EXERCISE MATERIAL >>
━━━━━━━━━━━━━━━━

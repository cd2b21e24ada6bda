use std::time::Duration;

use reqwest::Url;
use serde::Deserialize;

use crate::{Error, Result};

/// Settings for one scraping session. Loaded and handed in by the caller;
/// the library only validates and reads it.
#[derive(Debug, Clone, Deserialize, PartialEq)]
#[serde(default, deny_unknown_fields)]
pub struct Config {
    /// HTTP proxy as `host:port` or a full URL.
    pub proxy: Option<String>,
    pub user_agent: String,
    /// Per-request timeout in seconds.
    pub timeout_seconds: f64,
    /// Pause between two pages of the same query, in seconds.
    pub page_delay_seconds: f64,
    /// Safety cap on pages fetched for one query.
    pub max_pages: usize,
    /// Most recent bookmarks kept per query; 0 keeps all of them.
    pub max_bookmarks: usize,
    /// How many independent queries may run at once.
    pub concurrency_limit: usize,
    /// Root of the HTML site.
    pub site_base: String,
    /// Root of the JSON feeds.
    pub feeds_base: String,
    /// Root of the authenticated posts API. Always contacted over https.
    pub api_base: String,
}

impl Default for Config {
    fn default() -> Self {
        Self {
            proxy: None,
            user_agent: concat!(
                "deliscrape/",
                env!("CARGO_PKG_VERSION"),
                " (bookmark history scraper)"
            )
            .to_string(),
            timeout_seconds: 30.0,
            page_delay_seconds: 1.0,
            max_pages: 100,
            max_bookmarks: 50,
            concurrency_limit: 4,
            site_base: "http://delicious.com".to_string(),
            feeds_base: "http://feeds.delicious.com".to_string(),
            api_base: "https://api.del.icio.us".to_string(),
        }
    }
}

impl Config {
    pub fn with_proxy(mut self, proxy: impl Into<String>) -> Self {
        self.proxy = Some(proxy.into());
        self
    }

    pub fn with_user_agent(mut self, user_agent: impl Into<String>) -> Self {
        self.user_agent = user_agent.into();
        self
    }

    pub fn with_max_pages(mut self, max_pages: usize) -> Self {
        self.max_pages = max_pages;
        self
    }

    pub fn with_max_bookmarks(mut self, max_bookmarks: usize) -> Self {
        self.max_bookmarks = max_bookmarks;
        self
    }

    pub fn with_timeout(mut self, seconds: f64) -> Self {
        self.timeout_seconds = seconds;
        self
    }

    pub fn with_page_delay(mut self, seconds: f64) -> Self {
        self.page_delay_seconds = seconds;
        self
    }

    pub fn with_concurrency_limit(mut self, limit: usize) -> Self {
        self.concurrency_limit = limit;
        self
    }

    pub fn with_bases(mut self, site_base: impl Into<String>, feeds_base: impl Into<String>) -> Self {
        self.site_base = site_base.into();
        self.feeds_base = feeds_base.into();
        self
    }

    pub fn with_api_base(mut self, api_base: impl Into<String>) -> Self {
        self.api_base = api_base.into();
        self
    }

    /// Saturates instead of panicking on values `validate()` would reject.
    pub fn timeout(&self) -> Duration {
        saturating_secs(self.timeout_seconds)
    }

    pub fn page_delay(&self) -> Duration {
        saturating_secs(self.page_delay_seconds)
    }

    /// `None` when every bookmark is wanted.
    pub fn bookmark_limit(&self) -> Option<usize> {
        (self.max_bookmarks > 0).then_some(self.max_bookmarks)
    }

    pub fn validate(&self) -> Result<()> {
        if self.user_agent.trim().is_empty() {
            return Err(Error::Config("user_agent must not be empty".into()));
        }
        if checked_secs("timeout_seconds", self.timeout_seconds)?.is_zero() {
            return Err(Error::Config(format!(
                "timeout_seconds must be positive, got {}",
                self.timeout_seconds
            )));
        }
        checked_secs("page_delay_seconds", self.page_delay_seconds)?;
        if self.max_pages == 0 {
            return Err(Error::Config("max_pages must be at least 1".into()));
        }
        if self.concurrency_limit == 0 {
            return Err(Error::Config("concurrency_limit must be at least 1".into()));
        }
        self.site_url()?;
        self.feeds_url()?;
        self.api_url()?;
        if let Some(proxy) = &self.proxy {
            if proxy.trim().is_empty() {
                return Err(Error::Config("proxy must not be blank when set".into()));
            }
        }
        Ok(())
    }

    pub(crate) fn site_url(&self) -> Result<Url> {
        parse_base("site_base", &self.site_base)
    }

    pub(crate) fn feeds_url(&self) -> Result<Url> {
        parse_base("feeds_base", &self.feeds_base)
    }

    pub(crate) fn api_url(&self) -> Result<Url> {
        parse_base("api_base", &self.api_base)
    }

    /// `host:port` proxies get an `http://` scheme.
    pub(crate) fn proxy_url(&self) -> Option<String> {
        self.proxy.as_ref().map(|p| {
            let p = p.trim();
            if p.contains("://") {
                p.to_string()
            } else {
                format!("http://{p}")
            }
        })
    }
}

fn checked_secs(field: &str, value: f64) -> Result<Duration> {
    Duration::try_from_secs_f64(value).map_err(|_| {
        Error::Config(format!(
            "{field} must be a non-negative number of seconds that fits a duration, got {value}"
        ))
    })
}

fn saturating_secs(value: f64) -> Duration {
    // `f64::max` maps NaN to 0.
    Duration::try_from_secs_f64(value.max(0.0)).unwrap_or(Duration::MAX)
}

fn parse_base(field: &str, value: &str) -> Result<Url> {
    let url = Url::parse(value.trim_end_matches('/'))
        .map_err(|e| Error::Config(format!("{field} '{value}' is not a URL: {e}")))?;
    if url.cannot_be_a_base() {
        return Err(Error::Config(format!("{field} '{value}' cannot be a base URL")));
    }
    Ok(url)
}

━━━━━━━━━━━━━━━━

DIRECTIONS FOR THIS TASK >>
Only the number is wanted: how many lines of these entries contain the string "Option"?

YOUR SOLUTION >>
3